Area of a Sector

This page explains how to calculate the area of a sector, which is a portion of a circle enclosed by two radii and an arc.

The formula for the area of a sector is derived from the area of a full circle:

Definition: Area of a sector = (θ / 360°) × πr², where θ is the angle of the sector in degrees and r is the radius of the circle.

This formula can be understood as taking the fraction of the full circle's area that corresponds to the angle of the sector.

Example: Calculate the area of a sector with a radius of 8cm and an angle of 21°.

Area of sector = (21 / 360) × π × 8² = 11.73cm²

The page provides a step-by-step solution to this example, demonstrating how to apply the formula in practice.

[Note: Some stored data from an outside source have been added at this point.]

//! GPU state management
//!
//! Instance, adapter, device and the window surface for wgpu rendering.

use std::sync::Arc;

use anyhow::{Context, Result};
use winit::window::Window;

/// Everything needed to draw into one window
pub struct GpuState {
    pub surface: wgpu::Surface<'static>,
    pub config: wgpu::SurfaceConfiguration,
    pub device: wgpu::Device,
    pub queue: wgpu::Queue,
}

impl GpuState {
    /// Create a surface for `window` and a device able to present to it
    pub fn new(window: Arc<Window>) -> Result<Self> {
        let instance = wgpu::Instance::new(&wgpu::InstanceDescriptor::default());
        let size = window.inner_size();

        let surface = instance
            .create_surface(window)
            .context("Failed to create window surface")?;

        let adapter = pollster::block_on(instance.request_adapter(&wgpu::RequestAdapterOptions {
            power_preference: wgpu::PowerPreference::default(),
            compatible_surface: Some(&surface),
            force_fallback_adapter: false,
        }))
        .context("Failed to find suitable GPU adapter")?;

        let info = adapter.get_info();
        log::info!("Using adapter: {} ({:?})", info.name, info.backend);

        let (device, queue) =
            pollster::block_on(adapter.request_device(&wgpu::DeviceDescriptor::default()))
                .context("Failed to create device")?;

        let caps = surface.get_capabilities(&adapter);
        // Shaders output final colors; an sRGB surface would encode them twice
        let format = caps
            .formats
            .iter()
            .copied()
            .find(|f| !f.is_srgb())
            .or_else(|| caps.formats.first().copied())
            .context("Surface reports no supported formats")?;
        let alpha_mode = caps
            .alpha_modes
            .first()
            .copied()
            .unwrap_or(wgpu::CompositeAlphaMode::Auto);

        let config = wgpu::SurfaceConfiguration {
            usage: wgpu::TextureUsages::RENDER_ATTACHMENT,
            format,
            width: size.width.max(1),
            height: size.height.max(1),
            present_mode: wgpu::PresentMode::Fifo,
            alpha_mode,
            view_formats: vec![],
            desired_maximum_frame_latency: 2,
        };
        surface.configure(&device, &config);
        log::info!("Surface configured: {:?} {}x{}", format, config.width, config.height);

        Ok(Self {
            surface,
            config,
            device,
            queue,
        })
    }

    /// Apply a new window size; zero sizes are ignored
    pub fn resize(&mut self, width: u32, height: u32) -> bool {
        if width == 0 || height == 0 {
            return false;
        }
        self.config.width = width;
        self.config.height = height;
        self.surface.configure(&self.device, &self.config);
        true
    }

    /// Reconfigure with the current size after a lost or outdated surface
    pub fn reconfigure(&self) {
        self.surface.configure(&self.device, &self.config);
    }

    pub fn size(&self) -> (u32, u32) {
        (self.config.width, self.config.height)
    }
}
//! Glyph layer - renders this frame's glyphs to a transparent texture
//!
//! The scene is rebuilt from scratch every frame; persistence (the fading
//! trails) is handled later by the trail pass, not here.

use vello::{AaConfig, RenderParams, Renderer, RendererOptions, Scene, peniko};

use crate::RenderError;
use crate::post::RenderTarget;

/// Vello renderer, scene and storage texture for the glyph layer
pub struct GlyphLayer {
    renderer: Renderer,
    scene: Scene,
    target: RenderTarget,
}

impl GlyphLayer {
    pub fn new(device: &wgpu::Device, width: u32, height: u32) -> Result<Self, RenderError> {
        let renderer = Renderer::new(
            device,
            RendererOptions {
                pipeline_cache: None,
                ..Default::default()
            },
        )?;

        Ok(Self {
            renderer,
            scene: Scene::new(),
            target: Self::create_target(device, width, height),
        })
    }

    // Vello writes through a storage binding and requires Rgba8Unorm
    fn create_target(device: &wgpu::Device, width: u32, height: u32) -> RenderTarget {
        RenderTarget::new(
            device,
            "Glyph Layer",
            width,
            height,
            wgpu::TextureFormat::Rgba8Unorm,
            wgpu::TextureUsages::STORAGE_BINDING | wgpu::TextureUsages::TEXTURE_BINDING,
        )
    }

    /// Recreate the target if the size changed
    pub fn resize(&mut self, device: &wgpu::Device, width: u32, height: u32) {
        if self.target.size() != (width.max(1), height.max(1)) {
            self.target = Self::create_target(device, width, height);
        }
    }

    /// Clear the scene and hand it out for drawing
    pub fn begin_frame(&mut self) -> &mut Scene {
        self.scene.reset();
        &mut self.scene
    }

    /// Rasterize the current scene into the layer texture
    ///
    /// Vello submits its own command buffer, so this must run before the
    /// post-effect encoder is submitted.
    pub fn render(&mut self, device: &wgpu::Device, queue: &wgpu::Queue) -> Result<(), RenderError> {
        let (width, height) = self.target.size();
        let params = RenderParams {
            base_color: peniko::Color::TRANSPARENT,
            width,
            height,
            antialiasing_method: AaConfig::Area,
        };

        self.renderer
            .render_to_texture(device, queue, &self.scene, &self.target.view, &params)?;
        Ok(())
    }

    pub fn view(&self) -> &wgpu::TextureView {
        &self.target.view
    }
}
//! Frame orchestration
//!
//! Ties the glyph layer and the post-effect chain together. One call to
//! `render` steps the simulation, draws its glyphs and runs every pass into
//! the caller's output view.

use rain_core::{FrameDriver, FrameUniforms};

use crate::RenderError;
use crate::font::{GlyphFont, SceneGlyphSink};
use crate::glyph_layer::GlyphLayer;
use crate::post::PostEffectPipeline;

/// Owns every GPU resource needed to draw the rain
pub struct RainRenderer {
    font: GlyphFont,
    glyphs: GlyphLayer,
    post: PostEffectPipeline,
    size: (u32, u32),
}

impl RainRenderer {
    /// `output_format` is the format of the view passed to `render`
    pub fn new(
        device: &wgpu::Device,
        output_format: wgpu::TextureFormat,
        font: GlyphFont,
        width: u32,
        height: u32,
    ) -> Result<Self, RenderError> {
        let glyphs = GlyphLayer::new(device, width, height)?;
        let post = PostEffectPipeline::new(device, output_format, width, height, glyphs.view());

        log::info!(
            "Rain renderer ready: {}x{} output={:?} font face {} size {}",
            width,
            height,
            output_format,
            font.index(),
            font.size()
        );

        Ok(Self {
            font,
            glyphs,
            post,
            size: (width, height),
        })
    }

    pub fn resize(&mut self, device: &wgpu::Device, width: u32, height: u32) {
        if self.size == (width, height) {
            return;
        }
        self.size = (width, height);
        self.glyphs.resize(device, width, height);
        self.post.resize(device, width, height, self.glyphs.view());
        log::debug!("Rain renderer resized to {}x{}", width, height);
    }

    /// Step `driver` by one frame and draw the result into `output`
    ///
    /// Returns the uniforms that were used, mostly for logging.
    pub fn render(
        &mut self,
        device: &wgpu::Device,
        queue: &wgpu::Queue,
        driver: &mut FrameDriver,
        elapsed_ms: f32,
        output: &wgpu::TextureView,
    ) -> Result<FrameUniforms, RenderError> {
        let scene = self.glyphs.begin_frame();
        let uniforms = {
            let mut sink = SceneGlyphSink::new(scene, &self.font);
            driver.step(&mut sink, elapsed_ms)
        };

        self.glyphs.render(device, queue)?;

        let mut encoder = device.create_command_encoder(&wgpu::CommandEncoderDescriptor {
            label: Some("Rain Post Encoder"),
        });
        self.post.render(queue, &mut encoder, &uniforms, output);
        queue.submit(std::iter::once(encoder.finish()));

        Ok(uniforms)
    }
}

Highlight: This method can be used to calculate the area of any sector, regardless of its size or the dimensions of the circle it's part of.

Understanding how to calculate sector areas is essential for more advanced geometric problems and real-world applications involving circular segments.

Surface Area of a Cylinder

This page introduces the formula for surface area of a cylinder and demonstrates its application through a practical example.

The surface area of a cylinder consists of three parts:

1. The top circular face
2. The bottom circular face
3. The curved lateral surface

Definition: Total surface area of a cylinder = 2πr² + 2πrh, where r is the radius of the base and h is the height of the cylinder.

This formula can be broken down as follows:

• Area of top and bottom circles: 2πr²
• Area of curved surface: 2πrh

Example: Calculate the surface area of a cylinder with a diameter of 8cm and a height of 10cm.

1. Area of top circle: πr² = π × 4² = 50.27cm²
2. Area of bottom circle: 50.27cm² (same as top)
3. Curved surface area: 2πrh = 2π × 4 × 10 = 251.33cm²
4. Total surface area: 50.27 + 50.27 + 251.33 = 351.86cm²

Highlight: When calculating the surface area of a cylinder, remember to use the radius (half the diameter) for the circular faces, but the full height for the curved surface.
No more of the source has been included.